One way to inspire diversity in STEM (Science, Technology, Engineering and Mathematics) is to ensure that there are examples, role models, and mentors who can encourage bright minds and demonstrate what is possible. So we gathered a team of IBM speakers and local role models who connected with the students personally, shared insightful information to encourage the girls to step up, be bold and challenge the perceived mold of a STEM professional.
Noor Aftab, Chair of the International Women Economic Council, shares how she marveled at the interaction by the students, “It was a pleasure to meet the senior team from the region, and women who have spent their lives in STEM.” Having organized similar events for over 10,000 students (45% girl students) across Pakistan herself, she believes IBM has created history in the country, “Based on that experience I would say this event was landmark.”
With the theme, “Leading with Digital”, the speakers discussed views on what is Digital Innovation and how it is transforming the world and creating new opportunities for women, and why STEM education for girls is more important now than ever. Students were encouraged to participate at an Innovation Jam to share innovative ideas about the future of technology that opened up opportunities to unleash their boundless creativity
IBM also hosted a Women in Tech luncheon with the movers and shakers of Pakistan’s STEM industry. “I am delighted with this and look forward to working with IBM in future,” Aftab adds.

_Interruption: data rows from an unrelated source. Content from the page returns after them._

//! fitrank: deterministic candidate scoring and ranking CLI

use clap::Parser;
use fitrank::cli::{self, Cli, Commands};
use fitrank::config::ScoringConfig;
use fitrank::eligibility::check_eligibility;
use fitrank::error::{FitRankError, Result};
use fitrank::explanation::generate_explanation;
use fitrank::jd::JdAnalyzer;
use fitrank::model::Candidate;
use fitrank::output::{ConsoleFormatter, JsonFormatter, OutputFormat, OutputFormatter, Report};
use fitrank::ranking::{find_candidate, rank_candidates};
use fitrank::roadmap::generate_roadmap;
use fitrank::taxonomy::SkillTaxonomy;
use log::{error, info};
use std::fs;
use std::path::Path;
use std::process;

fn main() {
    let cli = Cli::parse();

    let log_level = if cli.verbose { "debug" } else { "info" };
    env_logger::Builder::from_env(env_logger::Env::default().default_filter_or(log_level)).init();

    let config = match load_config(&cli) {
        Ok(config) => config,
        Err(e) => {
            error!("Failed to load configuration: {}", e);
            process::exit(1);
        }
    };

    let format = match cli::parse_output_format(&cli.output) {
        Ok(format) => format,
        Err(e) => {
            error!("{}", e);
            process::exit(1);
        }
    };

    let formatter: Box<dyn OutputFormatter> = match format {
        OutputFormat::Console => Box::new(ConsoleFormatter::new(!cli.no_color)),
        OutputFormat::Json => Box::new(JsonFormatter::new(true)),
    };

    if let Err(e) = run_command(cli.command, &config, formatter.as_ref()) {
        error!("Command failed: {}", e);
        process::exit(1);
    }
}

fn load_config(cli: &Cli) -> Result<ScoringConfig> {
    let config = match &cli.config {
        Some(path) => ScoringConfig::load(path)?,
        None => ScoringConfig::default(),
    };
    config.validate()?;
    Ok(config)
}

fn run_command(
    command: Commands,
    config: &ScoringConfig,
    formatter: &dyn OutputFormatter,
) -> Result<()> {
    let taxonomy = SkillTaxonomy::new();
    let analyzer = JdAnalyzer::new(taxonomy);

    match command {
        Commands::Rank {
            candidates,
            job,
            id,
            top,
        } => {
            let pool = load_candidates(&candidates)?;
            let analysis = analyzer.analyze(&load_text(&job)?);
            let targets = target_skills(&analysis);
            info!(
                "ranking {} candidates for a {} role",
                pool.len(),
                analysis.role_type
            );

            let ids = if id.is_empty() { None } else { Some(id.as_slice()) };
            let mut ranked =
                rank_candidates(&pool, &targets, analysis.role_type, ids, &taxonomy, config);
            if let Some(top) = top {
                ranked.truncate(top);
            }
            print_report(formatter, &Report::Ranking(&ranked))
        }
        Commands::Check {
            candidates,
            job,
            id,
        } => {
            let pool = load_candidates(&candidates)?;
            let candidate = require_candidate(&pool, &id)?;
            let analysis = analyzer.analyze(&load_text(&job)?);
            let targets = target_skills(&analysis);

            let result =
                check_eligibility(candidate, &targets, analysis.role_type, &taxonomy, config);
            print_report(
                formatter,
                &Report::Eligibility {
                    candidate_name: &candidate.name,
                    result: &result,
                },
            )
        }
        Commands::Roadmap {
            candidates,
            job,
            id,
        } => {
            let pool = load_candidates(&candidates)?;
            let candidate = require_candidate(&pool, &id)?;
            let analysis = analyzer.analyze(&load_text(&job)?);
            let targets = target_skills(&analysis);

            let roadmap = generate_roadmap(candidate, &targets, &taxonomy, config);
            print_report(
                formatter,
                &Report::Roadmap {
                    candidate_name: &candidate.name,
                    roadmap: &roadmap,
                },
            )
        }
        Commands::Explain {
            candidates,
            job,
            id,
        } => {
            let pool = load_candidates(&candidates)?;
            let candidate = require_candidate(&pool, &id)?;
            let analysis = analyzer.analyze(&load_text(&job)?);
            let targets = target_skills(&analysis);

            // The rank comes from the candidate's position in the full pool.
            let ranked =
                rank_candidates(&pool, &targets, analysis.role_type, None, &taxonomy, config);
            let rank = ranked
                .iter()
                .find(|r| r.id == id)
                .map(|r| r.rank)
                .unwrap_or(0);

            let explanation = generate_explanation(
                candidate,
                &targets,
                analysis.role_type,
                rank,
                &taxonomy,
                config,
            );
            print_report(formatter, &Report::Explanation(&explanation))
        }
        Commands::AnalyzeJd { job } => {
            let analysis = analyzer.analyze(&load_text(&job)?);
            print_report(formatter, &Report::JdAnalysis(&analysis))
        }
    }
}

/// Target skills for scoring: mandatory first, then nice-to-have.
fn target_skills(analysis: &fitrank::jd::JdAnalysis) -> Vec<String> {
    analysis
        .mandatory_skills
        .iter()
        .chain(analysis.optional_skills.iter())
        .cloned()
        .collect()
}

fn load_candidates(path: &Path) -> Result<Vec<Candidate>> {
    let text = fs::read_to_string(path)?;
    let pool: Vec<Candidate> = serde_json::from_str(&text)?;
    if pool.is_empty() {
        return Err(FitRankError::InvalidInput(format!(
            "candidate pool {} is empty",
            path.display()
        )));
    }
    Ok(pool)
}

fn load_text(path: &Path) -> Result<String> {
    let text = fs::read_to_string(path)?;
    if text.trim().is_empty() {
        return Err(FitRankError::InvalidInput(format!(
            "job description {} is empty",
            path.display()
        )));
    }
    Ok(text)
}

fn require_candidate<'a>(pool: &'a [Candidate], id: &str) -> Result<&'a Candidate> {
    find_candidate(pool, id)
        .ok_or_else(|| FitRankError::InvalidInput(format!("no candidate with id '{}'", id)))
}

fn print_report(formatter: &dyn OutputFormatter, report: &Report) -> Result<()> {
    println!("{}", formatter.format(report)?);
    Ok(())
}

The event witnessed 60 students from top schools in Islamabad and set the right platform to inspire the young talent of today to become the women who shape the future.
The survey response from the students rated the usefulness score of the event at 80% and majority of the positive feedback were received from students from medical and technology disciplines.
Saadia Habib, Robotics Center Manager of Headstart School, saw this event as a great learning experience for their students:
I am grateful that Headstart School was invited to be part of the first IBM STEM Forum in Pakistan. People at IBM are doing a tremendous job.
She looks forward to participating in similar activities in future also.
This positive sentiment was echoed by Shazia Manzar, Middle School Principal of Headstart School, “All students were absolutely thrilled at the fabulous opportunity presented to them and at the encouragement and hospitality offered to them by all organizers. On behalf of all students and staff, I thank you for all the efforts IBM is doing in making students showcase and promote their potential and skill bank.”
Tania Ganguly is the Diversity Program Manager for IBM Middle East and Africa.